Materials and methods

Animals and diet

A predetermination of sample size calculation was not performed. Twelve male Wistar albino rats weighing 100 ± 20 g, at the age of 4 weeks, were housed individually in stainless steel cages under controlled environmental conditions of 25℃, 12 h day/night cycle, and a humidity of 50% ± 5. Rats were randomly and blindly classified into two groups of six rats each as follows: Group 1, the control group had free access to water and standard diet. Group 2, the obese group was fed with HFD (60% fats) for four consecutive weeks. Feeding of animals was done under sterilized controlled conditions at the Experimental and Surgery Animal Laboratory, King Khalid Hospital. TestDiet® company formula was used to prepare HFD with the help of Prince Naif Health Research Center, King Khalid Hospital, College of Medicine, King Saud University and prepared diet was 60% rich in fat content. At the end of the experiment, animals were anesthetized with 5.0% of sevoflurane and 100% oxygen, and the flow rate of sevoflurane was determined by the following formula: flow rate (mL/min) = 0.5 × body weight (g). Blood and whole brain tissue samples were collected from all the animals under study. Fecal samples were also collected after 2 and 4 weeks from the start of the study from all the animals of each group. The experimental design is illustrated in Figure 1.
Figure 1

Flow chart of the study design and experimental procedure.

Measurement of the BMI

Body length (nose–anus length) was determined for all anesthetized rats. The body weight and body length were used to determine the BMI using the following equation. Body mass index (BMI) = Body weight (g)/body length2 (cm2). Flow chart of the study design and experimental procedure.

Collection of samples

Blood sample was collected by direct cardiac puncture in a plane tubes without anticoagulant. It was centrifuged at 1,100 × g for 10 min to separate blood serum. The collected serum samples were immediately stored at −80℃ until use. Whole brain was collected, washed, dissected to small pieces, and immediately stored at −80℃ deep freezer until further use. Feces were collected from both groups after 2 and 4 weeks.

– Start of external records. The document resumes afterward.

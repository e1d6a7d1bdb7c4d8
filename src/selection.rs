//! # Selection Sets
//!
//! This module models the statically declared shape of a GraphQL operation:
//! fields, fragment spreads, and type-conditioned inline fragments. A code
//! generator would normally emit these structures; the builders here give
//! hand-written callers and tests the same vocabulary.
//!
//! ## Field Keys
//!
//! Two selections of the same field with different arguments are different
//! cache entries. The field key encodes that:
//!
//! ```text
//! hero                      ->  "hero"
//! hero(episode: $ep)        ->  "hero({\"episode\":\"JEDI\"})"   with ep = "JEDI"
//! ```
//!
//! Argument objects are canonicalized with sorted keys at every nesting
//! level, so the same arguments always produce the same field key no matter
//! how the query spelled them.

use std::sync::Arc;

use serde_json::Value as JsonValue;

use crate::error::{Error, Result};
use crate::types::JsonObject;

// =============================================================================
// Declared Output Types
// =============================================================================

/// The declared shape of a field's value, as far as the cache needs to know.
///
/// Nullability is not modeled here: an explicit `null` is a legal value for
/// any shape, and schema validation happened at codegen time.
#[derive(Debug, Clone, PartialEq, Eq)]
pub enum OutputType {
    /// A leaf value: null, boolean, number, or string.
    Scalar,
    /// An object completed by the field's sub-selection set.
    Object,
    /// A list of the inner shape, completed element-wise.
    List(Box<OutputType>),
}

impl OutputType {
    /// Convenience constructor for a list of the given inner shape.
    pub fn list_of(inner: OutputType) -> Self {
        OutputType::List(Box::new(inner))
    }

    /// The name of this shape, for error messages.
    pub fn describe(&self) -> &'static str {
        match self {
            OutputType::Scalar => "scalar",
            OutputType::Object => "object",
            OutputType::List(_) => "list",
        }
    }
}

// =============================================================================
// Input Values & Arguments
// =============================================================================

/// A field argument value as declared in the operation.
///
/// Values are literal JSON, variable references, or composites of both.
#[derive(Debug, Clone, PartialEq)]
pub enum InputValue {
    /// A literal scalar, including null.
    Scalar(JsonValue),
    /// A reference to an operation variable, `$name`.
    Variable(String),
    /// A list of input values.
    List(Vec<InputValue>),
    /// An input object; keys are canonicalized at resolution time.
    Object(Vec<(String, InputValue)>),
}

impl InputValue {
    /// Resolves this value against the operation's variables.
    pub fn resolve(&self, variables: &JsonObject) -> Result<JsonValue> {
        match self {
            InputValue::Scalar(v) => Ok(v.clone()),
            InputValue::Variable(name) => variables
                .get(name)
                .cloned()
                .ok_or_else(|| Error::UndefinedVariable { name: name.clone() }),
            InputValue::List(items) => {
                let resolved: Result<Vec<JsonValue>> =
                    items.iter().map(|item| item.resolve(variables)).collect();
                Ok(JsonValue::Array(resolved?))
            }
            InputValue::Object(entries) => {
                // serde_json::Map is BTree-backed, so insertion order does
                // not matter: serialization is always key-sorted.
                let mut map = JsonObject::new();
                for (key, value) in entries {
                    map.insert(key.clone(), value.resolve(variables)?);
                }
                Ok(JsonValue::Object(map))
            }
        }
    }
}

/// A named argument on a field.
#[derive(Debug, Clone, PartialEq)]
pub struct Argument {
    pub name: String,
    pub value: InputValue,
}

/// Resolves a field's arguments against the operation's variables into a
/// canonical (key-sorted) JSON object.
pub fn resolve_arguments(arguments: &[Argument], variables: &JsonObject) -> Result<JsonObject> {
    let mut resolved = JsonObject::new();
    for argument in arguments {
        resolved.insert(argument.name.clone(), argument.value.resolve(variables)?);
    }
    Ok(resolved)
}

/// Computes the field key for a field with the given resolved arguments:
/// `<fieldName>` when there are none, `<fieldName>(<sortedArgsJSON>)`
/// otherwise.
pub fn field_cache_key(field_name: &str, arguments: &JsonObject) -> String {
    if arguments.is_empty() {
        field_name.to_string()
    } else {
        let canonical =
            serde_json::to_string(arguments).expect("argument values are plain JSON");
        format!("{}({})", field_name, canonical)
    }
}

// =============================================================================
// Selections
// =============================================================================

/// One node of a selection set.
#[derive(Debug, Clone, PartialEq)]
pub enum Selection {
    /// A concrete field.
    Field(Field),
    /// A spread of a named fragment.
    FragmentSpread(FragmentSpread),
    /// An inline fragment, optionally conditioned on a concrete type.
    InlineFragment(InlineFragment),
}

/// A field selection: name, optional alias, arguments, declared shape, and
/// sub-selections for object-shaped fields.
#[derive(Debug, Clone, PartialEq)]
pub struct Field {
    pub name: String,
    pub alias: Option<String>,
    pub field_type: OutputType,
    pub arguments: Vec<Argument>,
    pub selection_set: Vec<Selection>,
}

impl Field {
    /// Creates a field selection with no alias, arguments, or sub-selections.
    pub fn new(name: impl Into<String>, field_type: OutputType) -> Self {
        Self {
            name: name.into(),
            alias: None,
            field_type,
            arguments: Vec::new(),
            selection_set: Vec::new(),
        }
    }

    /// Sets the response alias.
    pub fn with_alias(mut self, alias: impl Into<String>) -> Self {
        self.alias = Some(alias.into());
        self
    }

    /// Adds an argument.
    pub fn with_argument(mut self, name: impl Into<String>, value: InputValue) -> Self {
        self.arguments.push(Argument {
            name: name.into(),
            value,
        });
        self
    }

    /// Sets the sub-selection set.
    pub fn with_selections(mut self, selections: Vec<Selection>) -> Self {
        self.selection_set = selections;
        self
    }

    /// The key this field occupies in the response: alias if present,
    /// otherwise the field name.
    pub fn response_key(&self) -> &str {
        self.alias.as_deref().unwrap_or(&self.name)
    }

    /// Wraps this field as a [`Selection`].
    pub fn into_selection(self) -> Selection {
        Selection::Field(self)
    }
}

/// A named, reusable selection set with an optional type condition.
#[derive(Debug, Clone, PartialEq)]
pub struct FragmentDefinition {
    pub name: String,
    pub type_condition: Option<String>,
    pub selections: Vec<Selection>,
}

impl FragmentDefinition {
    pub fn new(
        name: impl Into<String>,
        type_condition: Option<String>,
        selections: Vec<Selection>,
    ) -> Self {
        Self {
            name: name.into(),
            type_condition,
            selections,
        }
    }
}

/// A use of a named fragment inside a selection set.
///
/// Fragments are shared between every spread site, so the definition lives
/// behind an `Arc`.
#[derive(Debug, Clone, PartialEq)]
pub struct FragmentSpread {
    pub fragment: Arc<FragmentDefinition>,
}

impl FragmentSpread {
    pub fn new(fragment: Arc<FragmentDefinition>) -> Self {
        Self { fragment }
    }
}

/// An anonymous fragment, optionally conditioned on a concrete type.
///
/// A conditioned fragment contributes its fields only when the object's
/// `__typename` matches the condition; an unconditioned fragment always
/// contributes.
#[derive(Debug, Clone, PartialEq)]
pub struct InlineFragment {
    pub type_condition: Option<String>,
    pub selections: Vec<Selection>,
}

impl InlineFragment {
    pub fn on(type_condition: impl Into<String>, selections: Vec<Selection>) -> Self {
        Self {
            type_condition: Some(type_condition.into()),
            selections,
        }
    }

    pub fn unconditional(selections: Vec<Selection>) -> Self {
        Self {
            type_condition: None,
            selections,
        }
    }
}

// =============================================================================
// Operations
// =============================================================================

/// A GraphQL operation as the cache consumes it: an operation type, a
/// statically declared selection set, and the variable values for this
/// execution.
///
/// Operations are normally emitted by a code generator; the cache treats
/// them as opaque values and never validates them against a schema.
#[derive(Debug, Clone, PartialEq)]
pub struct GraphQLOperation {
    pub operation_type: crate::types::OperationType,
    pub selections: Vec<Selection>,
    pub variables: JsonObject,
}

impl GraphQLOperation {
    /// Creates an operation with no variables.
    pub fn new(operation_type: crate::types::OperationType, selections: Vec<Selection>) -> Self {
        Self {
            operation_type,
            selections,
            variables: JsonObject::new(),
        }
    }

    /// Sets the variable values for this execution.
    pub fn with_variables(mut self, variables: JsonObject) -> Self {
        self.variables = variables;
        self
    }
}

// =============================================================================
// Tests
// =============================================================================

Preparation of brain tissue homogenates

After collection, the brain tissue was washed using cold normal saline and homogenized in ten volumes/weight of phosphate-buffered saline (PBS). Then, the homogenate was centrifuged at 1,500 × g for 10 min, and the clear supernatant was gathered and used for the measurements of neurotransmitters as described subsequently.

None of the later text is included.